TASK OBJECTIVE:
Set down exactly the lines below between the line holding "Mesh Private beacon." and the line holding "Private Beacon Key.", inclusive; no other line belongs in the answer.

[Stored data]

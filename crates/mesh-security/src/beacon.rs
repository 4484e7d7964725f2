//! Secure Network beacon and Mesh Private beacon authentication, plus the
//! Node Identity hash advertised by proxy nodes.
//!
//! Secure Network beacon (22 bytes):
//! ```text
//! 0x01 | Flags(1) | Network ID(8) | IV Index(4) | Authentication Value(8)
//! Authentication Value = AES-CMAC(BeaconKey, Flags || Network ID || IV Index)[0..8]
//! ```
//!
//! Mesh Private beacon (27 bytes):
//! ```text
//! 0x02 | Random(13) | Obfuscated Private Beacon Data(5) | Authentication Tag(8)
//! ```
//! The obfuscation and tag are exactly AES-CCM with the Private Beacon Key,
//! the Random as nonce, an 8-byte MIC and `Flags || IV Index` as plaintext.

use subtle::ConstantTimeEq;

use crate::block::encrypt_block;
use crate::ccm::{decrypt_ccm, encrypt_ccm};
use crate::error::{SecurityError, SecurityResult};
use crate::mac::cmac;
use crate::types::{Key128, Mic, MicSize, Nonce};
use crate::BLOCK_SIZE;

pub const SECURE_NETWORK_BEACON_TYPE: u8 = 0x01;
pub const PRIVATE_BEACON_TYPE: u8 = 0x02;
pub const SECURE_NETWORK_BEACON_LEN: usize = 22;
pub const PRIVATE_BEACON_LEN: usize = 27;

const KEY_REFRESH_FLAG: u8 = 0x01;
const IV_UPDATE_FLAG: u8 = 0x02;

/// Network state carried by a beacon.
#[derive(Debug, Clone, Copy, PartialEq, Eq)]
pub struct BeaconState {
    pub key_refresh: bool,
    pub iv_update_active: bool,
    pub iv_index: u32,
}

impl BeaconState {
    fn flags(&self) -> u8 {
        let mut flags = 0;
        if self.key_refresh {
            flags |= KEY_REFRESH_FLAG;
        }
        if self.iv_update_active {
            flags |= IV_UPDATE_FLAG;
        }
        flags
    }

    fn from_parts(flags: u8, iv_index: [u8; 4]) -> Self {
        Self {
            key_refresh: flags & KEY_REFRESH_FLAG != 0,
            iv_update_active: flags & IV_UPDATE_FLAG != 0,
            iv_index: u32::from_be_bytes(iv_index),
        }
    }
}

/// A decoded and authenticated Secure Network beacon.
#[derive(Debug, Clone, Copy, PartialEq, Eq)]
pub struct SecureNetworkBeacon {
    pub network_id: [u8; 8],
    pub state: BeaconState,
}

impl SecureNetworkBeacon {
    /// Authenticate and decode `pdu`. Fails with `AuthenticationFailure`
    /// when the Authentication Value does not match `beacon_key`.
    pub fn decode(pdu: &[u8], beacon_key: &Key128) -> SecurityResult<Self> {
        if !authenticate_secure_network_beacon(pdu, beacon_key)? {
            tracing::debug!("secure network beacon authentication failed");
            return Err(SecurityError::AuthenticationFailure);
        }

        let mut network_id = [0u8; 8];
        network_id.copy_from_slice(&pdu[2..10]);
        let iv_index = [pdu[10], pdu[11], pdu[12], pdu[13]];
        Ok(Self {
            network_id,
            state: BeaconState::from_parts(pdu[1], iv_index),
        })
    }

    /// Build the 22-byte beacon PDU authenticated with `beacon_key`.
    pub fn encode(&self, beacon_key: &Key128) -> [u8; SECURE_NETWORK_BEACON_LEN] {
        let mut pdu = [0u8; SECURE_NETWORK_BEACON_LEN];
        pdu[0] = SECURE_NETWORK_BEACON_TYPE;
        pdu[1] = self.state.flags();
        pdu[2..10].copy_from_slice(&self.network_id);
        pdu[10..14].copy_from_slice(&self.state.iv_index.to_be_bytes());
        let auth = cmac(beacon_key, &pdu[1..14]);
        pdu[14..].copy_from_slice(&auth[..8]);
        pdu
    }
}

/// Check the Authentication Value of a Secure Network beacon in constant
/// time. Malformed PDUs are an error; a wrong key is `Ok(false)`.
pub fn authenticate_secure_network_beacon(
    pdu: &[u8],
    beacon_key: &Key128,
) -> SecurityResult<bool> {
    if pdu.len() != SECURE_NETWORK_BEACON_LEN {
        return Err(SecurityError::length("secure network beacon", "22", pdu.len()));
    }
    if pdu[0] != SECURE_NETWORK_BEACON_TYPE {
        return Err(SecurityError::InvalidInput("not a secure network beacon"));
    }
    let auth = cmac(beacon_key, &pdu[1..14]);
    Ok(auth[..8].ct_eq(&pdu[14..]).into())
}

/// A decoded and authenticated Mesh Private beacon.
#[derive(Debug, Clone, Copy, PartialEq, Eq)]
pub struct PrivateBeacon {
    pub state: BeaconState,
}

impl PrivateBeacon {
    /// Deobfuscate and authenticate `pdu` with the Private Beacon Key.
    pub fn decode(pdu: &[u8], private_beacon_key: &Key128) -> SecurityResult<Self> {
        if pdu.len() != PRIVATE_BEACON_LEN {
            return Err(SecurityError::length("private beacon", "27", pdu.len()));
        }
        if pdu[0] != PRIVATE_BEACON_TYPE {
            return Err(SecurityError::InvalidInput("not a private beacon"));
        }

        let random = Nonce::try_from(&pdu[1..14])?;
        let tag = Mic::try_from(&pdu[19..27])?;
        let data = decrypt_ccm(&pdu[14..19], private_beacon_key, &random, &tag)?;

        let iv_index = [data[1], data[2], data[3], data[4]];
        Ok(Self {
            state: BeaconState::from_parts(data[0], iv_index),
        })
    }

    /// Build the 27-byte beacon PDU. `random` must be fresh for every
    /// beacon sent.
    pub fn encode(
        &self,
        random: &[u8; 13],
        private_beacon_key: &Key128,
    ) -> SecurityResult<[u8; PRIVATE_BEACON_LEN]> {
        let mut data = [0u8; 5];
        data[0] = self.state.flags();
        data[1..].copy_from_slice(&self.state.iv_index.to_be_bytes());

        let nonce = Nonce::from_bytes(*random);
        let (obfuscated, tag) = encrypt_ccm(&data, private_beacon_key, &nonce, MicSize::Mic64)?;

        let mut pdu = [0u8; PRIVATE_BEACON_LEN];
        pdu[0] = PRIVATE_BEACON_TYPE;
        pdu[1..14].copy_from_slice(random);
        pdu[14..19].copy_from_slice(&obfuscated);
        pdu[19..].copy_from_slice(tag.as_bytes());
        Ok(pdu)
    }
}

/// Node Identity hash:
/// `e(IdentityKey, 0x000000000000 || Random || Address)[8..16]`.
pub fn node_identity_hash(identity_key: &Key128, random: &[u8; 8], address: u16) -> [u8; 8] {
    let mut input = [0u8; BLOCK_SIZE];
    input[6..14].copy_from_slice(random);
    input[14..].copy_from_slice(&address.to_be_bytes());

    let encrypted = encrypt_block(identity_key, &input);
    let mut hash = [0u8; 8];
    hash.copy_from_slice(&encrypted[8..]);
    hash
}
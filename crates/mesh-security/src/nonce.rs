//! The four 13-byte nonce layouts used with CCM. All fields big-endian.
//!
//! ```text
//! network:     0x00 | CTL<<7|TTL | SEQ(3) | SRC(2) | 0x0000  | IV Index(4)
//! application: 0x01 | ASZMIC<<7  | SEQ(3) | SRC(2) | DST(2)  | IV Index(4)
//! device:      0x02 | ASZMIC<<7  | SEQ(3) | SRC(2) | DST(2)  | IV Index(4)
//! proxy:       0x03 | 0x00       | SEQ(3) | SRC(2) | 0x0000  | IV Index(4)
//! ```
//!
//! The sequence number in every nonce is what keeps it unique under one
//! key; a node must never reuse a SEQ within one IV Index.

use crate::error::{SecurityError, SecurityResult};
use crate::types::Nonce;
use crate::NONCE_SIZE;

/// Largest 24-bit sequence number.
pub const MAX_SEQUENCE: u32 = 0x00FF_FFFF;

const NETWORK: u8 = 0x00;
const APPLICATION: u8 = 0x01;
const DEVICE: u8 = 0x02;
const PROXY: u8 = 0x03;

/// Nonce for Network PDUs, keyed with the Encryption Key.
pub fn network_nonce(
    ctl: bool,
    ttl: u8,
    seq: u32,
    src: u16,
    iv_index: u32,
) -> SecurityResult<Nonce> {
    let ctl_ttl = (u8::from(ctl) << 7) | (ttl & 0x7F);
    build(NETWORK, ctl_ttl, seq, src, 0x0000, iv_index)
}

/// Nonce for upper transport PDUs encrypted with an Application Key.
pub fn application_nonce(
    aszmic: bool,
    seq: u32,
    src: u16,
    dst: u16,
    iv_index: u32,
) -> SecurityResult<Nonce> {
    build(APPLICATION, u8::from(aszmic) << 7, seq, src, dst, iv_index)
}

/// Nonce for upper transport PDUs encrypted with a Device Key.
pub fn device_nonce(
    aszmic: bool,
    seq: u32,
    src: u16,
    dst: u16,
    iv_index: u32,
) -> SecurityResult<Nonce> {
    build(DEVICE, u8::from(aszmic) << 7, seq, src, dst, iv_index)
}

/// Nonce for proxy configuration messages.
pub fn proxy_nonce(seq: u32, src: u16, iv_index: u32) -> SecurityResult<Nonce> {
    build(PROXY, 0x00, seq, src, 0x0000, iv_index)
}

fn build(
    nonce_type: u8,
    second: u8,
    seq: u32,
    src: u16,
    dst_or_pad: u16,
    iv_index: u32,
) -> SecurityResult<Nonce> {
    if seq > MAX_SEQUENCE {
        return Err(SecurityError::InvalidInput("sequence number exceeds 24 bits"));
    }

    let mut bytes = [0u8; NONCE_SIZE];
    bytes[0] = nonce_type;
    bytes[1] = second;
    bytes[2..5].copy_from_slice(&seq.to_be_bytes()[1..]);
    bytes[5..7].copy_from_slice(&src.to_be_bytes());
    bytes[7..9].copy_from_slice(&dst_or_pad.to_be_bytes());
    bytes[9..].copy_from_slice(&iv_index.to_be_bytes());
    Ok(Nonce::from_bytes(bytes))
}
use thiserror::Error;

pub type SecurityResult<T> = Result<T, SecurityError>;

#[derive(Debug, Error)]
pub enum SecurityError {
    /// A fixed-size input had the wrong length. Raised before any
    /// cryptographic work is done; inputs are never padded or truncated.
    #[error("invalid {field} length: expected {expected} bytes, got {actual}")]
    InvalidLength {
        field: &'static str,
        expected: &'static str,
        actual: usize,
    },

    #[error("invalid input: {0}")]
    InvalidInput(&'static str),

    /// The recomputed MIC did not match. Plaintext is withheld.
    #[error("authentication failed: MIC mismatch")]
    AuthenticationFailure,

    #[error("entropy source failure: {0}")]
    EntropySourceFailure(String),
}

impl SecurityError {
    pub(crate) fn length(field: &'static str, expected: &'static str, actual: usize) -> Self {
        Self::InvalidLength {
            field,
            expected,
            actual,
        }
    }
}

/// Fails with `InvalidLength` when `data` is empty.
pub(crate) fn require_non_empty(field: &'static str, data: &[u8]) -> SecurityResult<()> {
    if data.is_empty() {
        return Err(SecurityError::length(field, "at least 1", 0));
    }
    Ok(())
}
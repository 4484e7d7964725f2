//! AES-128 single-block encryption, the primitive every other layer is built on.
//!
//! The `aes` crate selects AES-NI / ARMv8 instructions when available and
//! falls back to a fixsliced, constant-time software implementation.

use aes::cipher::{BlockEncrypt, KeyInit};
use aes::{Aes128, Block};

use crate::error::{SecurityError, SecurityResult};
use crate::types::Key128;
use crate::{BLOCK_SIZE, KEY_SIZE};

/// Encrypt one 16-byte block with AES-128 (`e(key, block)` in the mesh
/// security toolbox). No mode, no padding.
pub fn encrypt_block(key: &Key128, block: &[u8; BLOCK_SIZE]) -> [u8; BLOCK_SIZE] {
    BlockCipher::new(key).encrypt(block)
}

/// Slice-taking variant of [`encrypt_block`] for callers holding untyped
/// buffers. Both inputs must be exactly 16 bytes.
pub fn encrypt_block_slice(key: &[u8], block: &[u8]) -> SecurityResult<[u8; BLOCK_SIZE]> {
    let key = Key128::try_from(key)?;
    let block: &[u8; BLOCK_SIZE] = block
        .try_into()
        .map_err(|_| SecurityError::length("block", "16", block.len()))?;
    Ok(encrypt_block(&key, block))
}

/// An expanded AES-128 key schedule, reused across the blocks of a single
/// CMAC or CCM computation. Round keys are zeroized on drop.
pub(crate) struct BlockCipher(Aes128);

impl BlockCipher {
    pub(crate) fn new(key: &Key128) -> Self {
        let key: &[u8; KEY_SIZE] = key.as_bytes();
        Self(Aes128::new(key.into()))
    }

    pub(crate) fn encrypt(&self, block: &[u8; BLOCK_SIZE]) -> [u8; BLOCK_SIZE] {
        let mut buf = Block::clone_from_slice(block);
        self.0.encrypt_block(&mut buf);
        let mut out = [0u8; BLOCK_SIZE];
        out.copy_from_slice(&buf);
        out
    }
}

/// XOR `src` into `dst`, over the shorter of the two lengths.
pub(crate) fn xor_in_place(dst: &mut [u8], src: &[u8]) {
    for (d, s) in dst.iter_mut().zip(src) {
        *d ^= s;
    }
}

REPLY:
/// A decoded and authenticated Mesh Private beacon.
#[derive(Debug, Clone, Copy, PartialEq, Eq)]
pub struct PrivateBeacon {
    pub state: BeaconState,
}

impl PrivateBeacon {
    /// Deobfuscate and authenticate `pdu` with the Private Beacon Key.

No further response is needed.